There seems to be a growing price gap between bulls based on the value of seedstock suppliers themselves. How much are you willing to pay for a good bull?
“For the average calf, the sire and the maternal grandsire are projected to have contributed three-fourths of the calf’s genes,” explains Kris Ringwall, North Dakota State University Extension livestock specialist. “Although somewhat challenging to do all the math, on average, if one goes back an additional generation, 87.5% of the genes within the calf crop are potentially accounted for by the last three sets of bulls that the producer bought.”
Even before considering the historic genetic contribution or specific genes individual producers are trying to introduce or dilute within herds, economics say some bulls are worth a whole lot more than others.
A couple of years ago, Troy Marshall, a seedstock producer at Burlington, CO, who’s also a BEEF contributing editor, offered an example based on a bull siring 100 calves. He figured, conservatively, three more calves could be achieved from a bull in the top 10% of the breed for calving ease. He figured a bull in the top 20% of the breed for carcass weight would produce calves worth $30/head more than a breed-average bull.
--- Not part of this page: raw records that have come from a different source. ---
impl Orchestrator {
    pub fn new(
        acme: Arc<dyn AcmeOperations>,
        store: Arc<dyn CertificateStore>,
        cache: Arc<CertCache>,
        responder: Arc<ChallengeResponder>,
        ratelimit: Arc<RateLimitLedger>,
        contact_email: Option<String>,
        directory_url: &str,
    ) -> Self {
        Self {
            acme,
            store,
            cache,
            responder,
            ratelimit,
            account_cache_key: account_cache_key(contact_email.as_deref(), directory_url),
            contact_email,
            inflight: Mutex::new(HashMap::new()),
        }
    }

    /// Obtains (or waits for a concurrent obtain of) a certificate for
    /// `domain`, persisting it and installing it in the cache.
    ///
    /// Returns `Error::PersistenceCritical` if issuance succeeded but
    /// the store rejected the write; the certificate is still returned
    /// via the cache in that case so the current handshake can proceed.
    pub async fn obtain(&self, domain: &str) -> Result<Arc<ParsedCertificate>> {
        loop {
            let notify = {
                let mut inflight = self.inflight.lock().await;
                if let Some(existing) = inflight.get(domain) {
                    Some(existing.clone())
                } else {
                    inflight.insert(domain.to_string(), Arc::new(Notify::new()));
                    None
                }
            };

            match notify {
                Some(notify) => {
                    notify.notified().await;
                    if let Some(cached) = self.cache.lookup(domain) {
                        return Ok(cached);
                    }
                    // The in-flight attempt failed without populating the
                    // cache; fall through and become the new owner.
                    continue;
                }
                None => break,
            }
        }

        let result = self.issue(domain).await;

        let notify = {
            let mut inflight = self.inflight.lock().await;
            inflight.remove(domain)
        };
        if let Some(notify) = notify {
            notify.notify_waiters();
        }

        result
    }

    /// Runs the full issuance flow, recording `domain` into the
    /// rate-limit ledger if any ACME step along the way (order
    /// creation, challenge acceptance, authorization wait, or
    /// finalization) comes back `RateLimited`, per §7.
    async fn issue(&self, domain: &str) -> Result<Arc<ParsedCertificate>> {
        self.issue_inner(domain).await.inspect_err(|err| {
            if let Error::RateLimited { until } = err {
                self.ratelimit.record(domain, *until);
            }
        })
    }

    async fn issue_inner(&self, domain: &str) -> Result<Arc<ParsedCertificate>> {
        self.ensure_account().await?;

        tracing::info!(domain, "🔐 starting ACME issuance");
        let order = self.acme.authorize_order(domain).await?;

        let authz_handle = order
            .authz_handles
            .first()
            .ok_or_else(|| Error::Fatal(format!("order for {domain} has no authorizations")))?;

        let authz = self.acme.get_authorization(authz_handle).await?;

        if authz.status != AuthzStatus::Valid {
            self.satisfy_challenge(domain, authz_handle, &authz.challenges).await?;
        }

        let issued = self.acme.finalize_order(&order.finalize_handle).await?;
        tracing::info!(domain, "✅ order finalized");
        let key_pem = issued.key_pem.clone();

        let (cert_pem, chain_pem) = split_chain_pem(&issued.cert_chain_pem);
        let certs = parse_cert_chain(&issued.cert_chain_pem)?;
        let (issuer, serial) = leaf_metadata(&certs[0])?;
        let signing_key = load_signing_key(&key_pem)?;
        let certified_key = Arc::new(CertifiedKey::new(certs, signing_key));
        let parsed = Arc::new(
            ParsedCertificate::new(certified_key).map_err(Error::Fatal)?,
        );

        let now = chrono::Utc::now().timestamp();
        let existing = self.store.get_by_domain(domain).await?;
        let record = CertificateRecord {
            id: existing.as_ref().map(|r| r.id.clone()).unwrap_or_else(|| format!("{domain}-{serial}")),
            domain: domain.to_string(),
            cert_pem,
            chain_pem,
            key_pem,
            issued_at: parsed.issued_at,
            expires_at: parsed.expires_at,
            issuer,
            serial,
            status: CertificateStatus::Active,
            revoked_at: None,
            revoke_reason: None,
            created_at: existing.as_ref().map(|r| r.created_at).unwrap_or(now),
            updated_at: now,
        };

        let persisted = match existing {
            Some(_) => self.store.update(record).await,
            None => match self.store.create(record.clone()).await {
                Err(StoreError::AlreadyExists(_)) => self.store.update(record).await,
                other => other,
            },
        };

        self.cache.store(domain, parsed.clone());

        match persisted {
            Ok(()) => Ok(parsed),
            Err(err) => Err(Error::PersistenceCritical(err.to_string())),
        }
    }

    async fn satisfy_challenge(
        &self,
        domain: &str,
        authz_handle: &str,
        offers: &[ChallengeOffer],
    ) -> Result<()> {
        let challenge = offers
            .iter()
            .find(|c| c.kind == ChallengeKind::TlsAlpn01)
            .or_else(|| offers.iter().find(|c| c.kind == ChallengeKind::Http01))
            .ok_or(Error::NoSupportedChallenge)?;

        let _guard = self.publish_challenge(domain, challenge).await?;

        self.acme.accept_challenge(authz_handle, challenge).await?;
        let status = self
            .acme
            .wait_authorization(authz_handle, AUTHORIZATION_WAIT)
            .await?;

        if status != AuthzStatus::Valid {
            return Err(Error::AcmeInvalid(format!(
                "authorization for {domain} did not reach the valid state"
            )));
        }

        Ok(())
    }

    async fn publish_challenge(&self, domain: &str, challenge: &ChallengeOffer) -> Result<ChallengeGuard> {
        match challenge.kind {
            ChallengeKind::Http01 => {
                self.responder
                    .publish_http01(&challenge.token, &challenge.key_authorization)
                    .await;
                Ok(ChallengeGuard {
                    responder: self.responder.clone(),
                    kind: ChallengeKind::Http01,
                    key: challenge.token.clone(),
                })
            }
            ChallengeKind::TlsAlpn01 => {
                let certified_key = build_tls_alpn01_certified_key(domain, &challenge.key_authorization)?;
                self.responder.publish_tls_alpn01(domain, certified_key).await;
                Ok(ChallengeGuard {
                    responder: self.responder.clone(),
                    kind: ChallengeKind::TlsAlpn01,
                    key: domain.to_string(),
                })
            }
        }
    }

    async fn ensure_account(&self) -> Result<()> {
        if let Some(credentials) = self.store.cache_get(&self.account_cache_key).await? {
            return self.acme.load_account(&credentials).await;
        }
        let credentials = self.acme.ensure_account(self.contact_email.as_deref()).await?;
        self.store.cache_put(&self.account_cache_key, credentials).await?;
        Ok(())
    }

    /// Revokes a previously issued certificate and evicts it from every
    /// cache tier.
    pub async fn revoke(&self, domain: &str, reason: Option<u8>) -> Result<()> {
        let Some(mut record) = self.store.get_by_domain(domain).await? else {
            return Err(Error::Fatal(format!("no certificate on record for {domain}")));
        };
        let certs = parse_cert_chain(&record.full_chain_pem())?;
        self.acme.revoke(&certs[0], reason).await?;

        record.status = CertificateStatus::Revoked;
        record.revoked_at = Some(chrono::Utc::now().timestamp());
        record.revoke_reason = reason.map(|r| r.to_string());
        self.store.update(record).await?;

        self.cache.evict(domain);
        Ok(())
    }
}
“There are a lot of other traits like feed efficiency that also become significant. But ignoring all of them and assuming nothing more than the easily quantified traits, and assuming that all 100 calves are marketed, the value of the above-average bull compared to the average of a particular breed is over $7,500,” Marshall says.
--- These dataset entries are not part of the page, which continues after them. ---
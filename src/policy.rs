//! Host policy (component F)
//!
//! An allow-list of domain patterns. Matching: exact equality, then
//! wildcard match where pattern `*.s` matches any host `h` with `h`
//! strictly longer than `.s` and `h` ending in `.s`. An empty allow-list
//! allows every host. Updates are atomic: installing a new list is one
//! pointer write under an exclusive lock.

use std::sync::Arc;

use parking_lot::RwLock;

/// A single allow-list entry.
#[derive(Debug, Clone, PartialEq, Eq)]
enum Pattern {
    Exact(String),
    Wildcard { suffix: String },
}

impl Pattern {
    fn parse(raw: &str) -> Self {
        match raw.strip_prefix("*.") {
            Some(suffix) => Pattern::Wildcard {
                suffix: suffix.to_string(),
            },
            None => Pattern::Exact(raw.to_string()),
        }
    }

    fn matches(&self, host: &str) -> bool {
        match self {
            Pattern::Exact(exact) => host == exact,
            Pattern::Wildcard { suffix } => {
                let dotted_suffix = format!(".{suffix}");
                host.len() > dotted_suffix.len() && host.ends_with(&dotted_suffix)
            }
        }
    }
}

/// Whether a host passed or failed the policy check.
#[derive(Debug, Clone, Copy, PartialEq, Eq)]
pub enum PolicyDecision {
    Ok,
    Rejected,
}

impl PolicyDecision {
    pub fn is_ok(self) -> bool {
        matches!(self, PolicyDecision::Ok)
    }
}

/// The host allow-list, swappable atomically under an exclusive lock.
pub struct HostPolicy {
    patterns: RwLock<Arc<Vec<Pattern>>>,
}

impl Default for HostPolicy {
    fn default() -> Self {
        Self::new(&[] as &[&str])
    }
}

impl HostPolicy {
    /// Builds a policy from a list of exact or wildcard patterns. An
    /// empty list allows every host.
    pub fn new<S: AsRef<str>>(domains: &[S]) -> Self {
        let patterns = domains.iter().map(|d| Pattern::parse(d.as_ref())).collect();
        Self {
            patterns: RwLock::new(Arc::new(patterns)),
        }
    }

    /// Atomically replaces the allow-list.
    pub fn update<S: AsRef<str>>(&self, domains: &[S]) {
        let patterns = domains.iter().map(|d| Pattern::parse(d.as_ref())).collect();
        *self.patterns.write() = Arc::new(patterns);
    }

    /// Checks `host` against the current allow-list.
    pub fn check(&self, host: &str) -> PolicyDecision {
        let patterns = self.patterns.read().clone();
        if patterns.is_empty() || patterns.iter().any(|p| p.matches(host)) {
            PolicyDecision::Ok
        } else {
            PolicyDecision::Rejected
        }
    }
}

#[cfg(test)]
mod tests {
    use super::*;

    #[test]
    fn empty_allow_list_allows_everything() {
        let policy = HostPolicy::default();
        assert!(policy.check("anything.example.com").is_ok());
    }

    #[test]
    fn exact_match() {
        let policy = HostPolicy::new(&["example.com"]);
        assert!(policy.check("example.com").is_ok());
        assert_eq!(policy.check("other.com"), PolicyDecision::Rejected);
    }

    #[test]
    fn wildcard_accepts_strict_subdomains() {
        let policy = HostPolicy::new(&["*.example.com"]);
        assert!(policy.check("a.example.com").is_ok());
        assert!(policy.check("a.b.example.com").is_ok());
        assert_eq!(policy.check("example.com"), PolicyDecision::Rejected);
        assert_eq!(policy.check("notexample.com"), PolicyDecision::Rejected);
    }

    #[test]
    fn wildcard_does_not_match_lookalike_suffix() {
        let policy = HostPolicy::new(&["*.api.example.com"]);
        assert!(policy.check("v1.api.example.com").is_ok());
        assert_eq!(policy.check("api.example.com"), PolicyDecision::Rejected);
    }

    #[test]
    fn update_is_visible_immediately() {
        let policy = HostPolicy::new(&["a.com"]);
        assert_eq!(policy.check("b.com"), PolicyDecision::Rejected);
        policy.update(&["b.com"]);
        assert!(policy.check("b.com").is_ok());
        assert_eq!(policy.check("a.com"), PolicyDecision::Rejected);
    }
}
//! Challenge responder (component D)
//!
//! Thread-safe maps of pending HTTP-01 key authorizations and
//! TLS-ALPN-01 challenge certificates. Both maps are mutated only by
//! the orchestrator (component G); the HTTP handler and the TLS
//! handshake hook are readers only.

use std::collections::HashMap;
use std::sync::Arc;

use rustls::sign::CertifiedKey;
use tokio::sync::RwLock;

/// ALPN protocol identifier advertised by clients attempting a
/// TLS-ALPN-01 challenge.
pub const ACME_TLS_ALPN_NAME: &[u8] = b"acme-tls/1";

/// Fixed path prefix for the HTTP-01 challenge endpoint.
pub const HTTP01_PATH_PREFIX: &str = "/.well-known/acme-challenge/";

/// A minimal HTTP response shape, decoupled from any particular HTTP
/// server framework so the outer gateway can adapt it to its own
/// request/response types.
#[derive(Debug, Clone, PartialEq, Eq)]
pub struct HttpResponse {
    pub status: u16,
    pub content_type: &'static str,
    pub body: String,
}

impl HttpResponse {
    fn ok(key_authorization: String) -> Self {
        Self {
            status: 200,
            content_type: "text/plain",
            body: key_authorization,
        }
    }

    fn not_found() -> Self {
        Self {
            status: 404,
            content_type: "text/plain",
            body: "not found".to_string(),
        }
    }
}

/// Thread-safe storage for in-flight ACME challenges, shared between
/// the orchestrator (writer) and the HTTP/TLS responders (readers).
#[derive(Default)]
pub struct ChallengeResponder {
    http01: RwLock<HashMap<String, String>>,
    tls_alpn01: RwLock<HashMap<String, Arc<CertifiedKey>>>,
}

impl ChallengeResponder {
    /// Creates an empty responder.
    pub fn new() -> Self {
        Self::default()
    }

    /// Publishes an HTTP-01 key authorization for `token`.
    pub async fn publish_http01(&self, token: &str, key_authorization: &str) {
        self.http01
            .write()
            .await
            .insert(token.to_string(), key_authorization.to_string());
    }

    /// Removes a published HTTP-01 key authorization.
    pub async fn cleanup_http01(&self, token: &str) {
        self.http01.write().await.remove(token);
    }

    /// Publishes a TLS-ALPN-01 challenge certificate for `domain`.
    pub async fn publish_tls_alpn01(&self, domain: &str, certified_key: Arc<CertifiedKey>) {
        self.tls_alpn01
            .write()
            .await
            .insert(domain.to_string(), certified_key);
    }

    /// Removes a published TLS-ALPN-01 challenge certificate.
    pub async fn cleanup_tls_alpn01(&self, domain: &str) {
        self.tls_alpn01.write().await.remove(domain);
    }

    /// Looks up a TLS-ALPN-01 challenge certificate by SNI name,
    /// without removing it. Called from the TLS handshake hook.
    pub async fn lookup_tls_alpn01(&self, domain: &str) -> Option<Arc<CertifiedKey>> {
        self.tls_alpn01.read().await.get(domain).cloned()
    }

    /// Serves the HTTP-01 challenge endpoint for a request path. Returns
    /// `None` if `path` is not under the fixed challenge prefix, so the
    /// caller can fall through to a chained handler; returns `Some` with
    /// either a 200 (token found) or 404 (token absent or unknown path
    /// shape) otherwise.
    pub async fn http_challenge_handler(&self, path: &str) -> Option<HttpResponse> {
        let token = path.strip_prefix(HTTP01_PATH_PREFIX)?;
        let key_authorization = self.http01.read().await.get(token).cloned();
        Some(match key_authorization {
            Some(key_auth) => HttpResponse::ok(key_auth),
            None => HttpResponse::not_found(),
        })
    }
}

#[cfg(test)]
mod tests {
    use super::*;

    fn fake_certified_key() -> Arc<CertifiedKey> {
        use rcgen::{CertificateParams, KeyPair};

        let key_pair = KeyPair::generate().expect("keygen");
        let params = CertificateParams::new(vec!["example.test".to_string()]).expect("params");
        let cert = params.self_signed(&key_pair).expect("self sign");
        let private_key = rustls::pki_types::PrivateKeyDer::try_from(key_pair.serialize_der()).expect("key der");
        let signing_key = rustls::crypto::ring::sign::any_supported_type(&private_key).expect("signing key");
        Arc::new(CertifiedKey::new(vec![cert.der().clone()], signing_key))
    }

    #[tokio::test]
    async fn http01_publish_serve_cleanup() {
        let responder = ChallengeResponder::new();
        responder.publish_http01("tok1", "tok1.thumb").await;

        let response = responder
            .http_challenge_handler("/.well-known/acme-challenge/tok1")
            .await
            .unwrap();
        assert_eq!(response.status, 200);
        assert_eq!(response.body, "tok1.thumb");

        responder.cleanup_http01("tok1").await;
        let response = responder
            .http_challenge_handler("/.well-known/acme-challenge/tok1")
            .await
            .unwrap();
        assert_eq!(response.status, 404);
    }

    #[tokio::test]
    async fn unknown_path_falls_through() {
        let responder = ChallengeResponder::new();
        assert!(responder.http_challenge_handler("/index.html").await.is_none());
    }

    #[tokio::test]
    async fn tls_alpn01_publish_lookup_cleanup() {
        let responder = ChallengeResponder::new();
        let key = fake_certified_key();
        responder.publish_tls_alpn01("example.test", key.clone()).await;

        assert!(responder.lookup_tls_alpn01("example.test").await.is_some());
        assert!(responder.lookup_tls_alpn01("other.test").await.is_none());

        responder.cleanup_tls_alpn01("example.test").await;
        assert!(responder.lookup_tls_alpn01("example.test").await.is_none());
    }
}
Again, that was using prices two years ago. And, yes, that’s hindsight tallying. There’s no guarantee which genetics a bull inherits from his parents, but genomics offer more accuracy to the genetic evaluation of young bulls than ever.
Rather than bull prices getting too high, Marshall says, “In reality, when you try to put economic parameters to EPDs with today’s prices and feed costs, the better argument is that there should be more price spread on bulls than there actually is. As is the case with the commercial marketplace, it appears the higher-priced bulls are actually undervalued, while the lower-priced animals are overvalued.”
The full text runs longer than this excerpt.